• Work request: Return only that part of the material below which starts with the line containing "Arc::new(FileConfigSource::new(dir))" and goes on through the line containing "if let Some(language)", restated exactly.

• Information:
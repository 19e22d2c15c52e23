//! Command implementations.
//!
//! Each command returns its output as text (or a typed result) so `main`
//! decides what goes to stdout and what becomes the exit status.

use crate::config::TablecraftConfig;
use crate::{Error, Result};
use serde_json::Value;
use std::fmt::Write as _;
use std::path::{Path, PathBuf};
use std::sync::Arc;
use tablecraft_client::TablecraftClient;
use tablecraft_core::record::{as_record, display_string};
use tablecraft_core::{ConfigSource, Record, RecordSource};
use tablecraft_engine::generate::{SchemaMetadata, generate};
use tablecraft_engine::list::SortDirection;
use tablecraft_engine::submit::delete_request;
use tablecraft_engine::{
    ConfigStore, FileConfigSource, FormSession, ListView, LookupSet, ValidationReport, Widget,
    WidgetKind,
};

/// Record and configuration sources for one CLI invocation.
pub struct App {
    records: Arc<dyn RecordSource>,
    store: ConfigStore,
}

impl App {
    /// Builds the app from settings.
    ///
    /// Records always come from the backend; configuration comes from
    /// `config_dir` when it is set.
    pub fn connect(config: &TablecraftConfig) -> Result<Self> {
        let client = Arc::new(TablecraftClient::new(config.api.client_config())?);
        let configs: Arc<dyn ConfigSource> = match &config.config_dir {
            Some(dir) => {
                tracing::debug!(dir = %dir.display(), "reading configuration from disk");
                Arc::new(FileConfigSource::new(dir))
            }
            None => client.clone(),
        };
        Ok(Self::new(client, configs, config.ui.language.as_deref()))
    }

    /// Builds the app over explicit sources.
    pub fn new(
        records: Arc<dyn RecordSource>,
        configs: Arc<dyn ConfigSource>,
        language: Option<&str>,
    ) -> Self {
        let mut store = ConfigStore::new(configs);
        if let Some(language) = language {
            store = store.with_language(language);
        }
        Self { records, store }
    }

    /// Tables with their localized labels, in navigation order.
    pub async fn tables(&self) -> Result<String> {
        let config = self.store.load().await?;
        let (language, fallback) = (config.language.as_str(), config.default_language());
        let rows = config
            .tables
            .tables_in_display_order()
            .into_iter()
            .map(|table| {
                vec![
                    table.name.clone(),
                    table.label(language, fallback),
                    table
                        .description(language, fallback)
                        .unwrap_or_default()
                        .to_string(),
                ]
            })
            .collect::<Vec<_>>();
        Ok(render_table(
            &["TABLE".to_string(), "LABEL".to_string(), "DESCRIPTION".to_string()],
            &rows,
        ))
    }

    /// The list view of a table.
    pub async fn list(
        &self,
        table: &str,
        search: Option<&str>,
        sort: Option<&str>,
        desc: bool,
    ) -> Result<String> {
        let config = self.store.load().await?;
        let definition = config.table(table)?;
        let (records, lookups) = tokio::join!(
            self.records.find_all(table),
            LookupSet::load(self.records.as_ref(), definition)
        );

        let mut view = ListView::new(definition, records?, config.render_context(&lookups));
        if let Some(query) = search {
            view.set_search(query);
        }
        if let Some(column) = sort {
            if !definition.list_column(column).is_some_and(|c| c.sortable) {
                return Err(Error::usage(format!(
                    "column '{column}' of '{table}' is not sortable"
                )));
            }
            view.toggle_sort(column);
            if desc && view.sort().is_some_and(|s| s.direction == SortDirection::Asc) {
                view.toggle_sort(column);
            }
        }

        let headers: Vec<String> = view.headers().into_iter().map(|h| h.title).collect();
        let rows: Vec<Vec<String>> = view.rows().into_iter().map(|r| r.cells).collect();
        let summary = view.summary();

        let mut out = render_table(&headers, &rows);
        if summary.filtered == summary.total {
            let _ = writeln!(out, "{} records", summary.total);
        } else {
            let _ = writeln!(out, "{} of {} records", summary.filtered, summary.total);
        }
        Ok(out)
    }

    async fn open_form(&self, table: &str, record: Option<&Record>) -> Result<FormSession> {
        let config = self.store.load().await?;
        let form = match record {
            Some(record) => {
                FormSession::open_edit(config, self.records.as_ref(), table, record).await?
            }
            None => FormSession::open_create(config, self.records.as_ref(), table).await?,
        };
        Ok(form)
    }

    /// Opens a form and fills it from `record`.
    ///
    /// Edit forms take the record as is. Create forms set each present
    /// field in form order so autofill and auto-calculate run as they
    /// would for a user typing; keys that are not form fields are skipped.
    async fn fill_form(&self, table: &str, record: &Record, edit: bool) -> Result<FormSession> {
        if edit {
            return self.open_form(table, Some(record)).await;
        }

        let mut form = self.open_form(table, None).await?;
        let config = self.store.load().await?;
        let definition = config.table(table)?;
        for (column, _) in record {
            if definition.form_field(column).is_none() {
                tracing::warn!(table, column = %column, "ignoring value for unknown field");
            }
        }
        for field in &definition.form_fields {
            if let Some(value) = record.get(&field.name) {
                form.set_value(&field.name, value.clone())?;
            }
        }
        Ok(form)
    }

    /// The form widgets of a table; an edit form when `record` is given.
    pub async fn form(&self, table: &str, record: Option<&Path>) -> Result<String> {
        let record = record.map(read_record).transpose()?;
        let form = self.open_form(table, record.as_ref()).await?;
        Ok(render_widgets(&form.widgets()))
    }

    /// Validates a record without sending it.
    pub async fn validate(&self, table: &str, file: &Path, edit: bool) -> Result<ValidationReport> {
        let record = read_record(file)?;
        let form = self.fill_form(table, &record, edit).await?;
        Ok(form.validate()?)
    }

    /// Validates and creates or updates a record; returns the stored row.
    pub async fn submit(&self, table: &str, file: &Path, edit: bool) -> Result<Value> {
        let record = read_record(file)?;
        let form = self.fill_form(table, &record, edit).await?;
        let report = form.validate()?;
        if !report.is_valid() {
            for violation in report.violations() {
                tracing::warn!(table, field = %violation.field, "{}", violation.message);
            }
            return Err(Error::Invalid {
                count: report.violations().len(),
            });
        }
        Ok(form.submit()?.execute(self.records.as_ref()).await?)
    }

    /// Deletes the record identified by `COLUMN=VALUE` pairs.
    pub async fn delete(&self, table: &str, keys: &[String]) -> Result<bool> {
        let config = self.store.load().await?;
        let definition = config.table(table)?;
        let request = delete_request(definition, &parse_key_pairs(keys)?)?;
        Ok(request.execute(self.records.as_ref()).await?)
    }
}

/// Generates configuration files from schema metadata; returns the paths written.
pub fn generate_config(metadata: &Path, out: &Path) -> Result<Vec<PathBuf>> {
    let schema = SchemaMetadata::from_file(metadata)?;
    Ok(generate(&schema)?.write_to(out)?)
}

/// Reads a JSON object from a file.
pub fn read_record(path: &Path) -> Result<Record> {
    let text = std::fs::read_to_string(path)
        .map_err(|e| tablecraft_core::Error::io_with_path(e, path))?;
    let value: Value = serde_json::from_str(&text)
        .map_err(|e| Error::usage(format!("{}: {e}", path.display())))?;
    Ok(as_record(value)?)
}

/// Parses `COLUMN=VALUE` pairs; values that parse as JSON keep their type.
pub fn parse_key_pairs(pairs: &[String]) -> Result<Record> {
    pairs
        .iter()
        .map(|pair| {
            let (column, raw) = pair
                .split_once('=')
                .filter(|(column, _)| !column.trim().is_empty())
                .ok_or_else(|| Error::usage(format!("expected COLUMN=VALUE, got '{pair}'")))?;
            let value = serde_json::from_str(raw).unwrap_or_else(|_| Value::String(raw.to_string()));
            Ok((column.trim().to_string(), value))
        })
        .collect()
}

/// Renders violations one per line.
pub fn render_report(report: &ValidationReport) -> String {
    if report.is_valid() {
        return "OK\n".to_string();
    }
    report
        .violations()
        .iter()
        .map(|v| format!("{}: {}\n", v.field, v.message))
        .collect()
}

fn widget_value(widget: &Widget) -> String {
    match (&widget.kind, &widget.value) {
        (_, Value::Null) => String::new(),
        (WidgetKind::Select { options, .. }, value) => options
            .iter()
            .find(|o| tablecraft_core::record::values_match(&o.value, value))
            .map(|o| o.label.clone())
            .unwrap_or_else(|| display_string(value)),
        (_, value) => display_string(value),
    }
}

fn kind_name(kind: &WidgetKind) -> &str {
    match kind {
        WidgetKind::Text { input_type, .. } => input_type.as_str(),
        WidgetKind::Textarea { .. } => "textarea",
        WidgetKind::Number { .. } => "number",
        WidgetKind::Date => "date",
        WidgetKind::DateTime => "datetime",
        WidgetKind::Checkbox => "checkbox",
        WidgetKind::Select { .. } => "select",
    }
}

/// Renders form widgets as `LABEL | TYPE | VALUE | NOTES` rows.
pub fn render_widgets(widgets: &[Widget]) -> String {
    let rows: Vec<Vec<String>> = widgets
        .iter()
        .map(|w| {
            let label = if w.required {
                format!("{} *", w.label)
            } else {
                w.label.clone()
            };
            let mut notes: Vec<String> = Vec::new();
            if w.disabled {
                notes.push("read-only".to_string());
            }
            if let Some(hint) = &w.hint {
                notes.push(hint.clone());
            }
            if let WidgetKind::Select { options, .. } = &w.kind
                && !options.is_empty()
            {
                let labels: Vec<&str> = options.iter().map(|o| o.label.as_str()).collect();
                notes.push(labels.join(" / "));
            }
            vec![
                label,
                kind_name(&w.kind).to_string(),
                widget_value(w),
                notes.join("; "),
            ]
        })
        .collect();
    render_table(
        &[
            "FIELD".to_string(),
            "TYPE".to_string(),
            "VALUE".to_string(),
            "NOTES".to_string(),
        ],
        &rows,
    )
}

/// Left-aligned text table padded to the widest cell of each column.
pub fn render_table(headers: &[String], rows: &[Vec<String>]) -> String {
    let mut widths: Vec<usize> = headers.iter().map(|h| h.chars().count()).collect();
    for row in rows {
        for (width, cell) in widths.iter_mut().zip(row) {
            *width = (*width).max(cell.chars().count());
        }
    }

    let line = |cells: &[String]| -> String {
        let padded: Vec<String> = cells
            .iter()
            .zip(&widths)
            .map(|(cell, &width)| format!("{cell:<width$}"))
            .collect();
        format!("{}\n", padded.join("  ").trim_end())
    };

    let mut out = line(headers);
    let rule: Vec<String> = widths.iter().map(|w| "-".repeat(*w)).collect();
    out.push_str(&line(&rule));
    for row in rows {
        out.push_str(&line(row));
    }
    out
}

• Exercise result:
                Arc::new(FileConfigSource::new(dir))
            }
            None => client.clone(),
        };
        Ok(Self::new(client, configs, config.ui.language.as_deref()))
    }

    /// Builds the app over explicit sources.
    pub fn new(
        records: Arc<dyn RecordSource>,
        configs: Arc<dyn ConfigSource>,
        language: Option<&str>,
    ) -> Self {
        let mut store = ConfigStore::new(configs);
        if let Some(language) = language {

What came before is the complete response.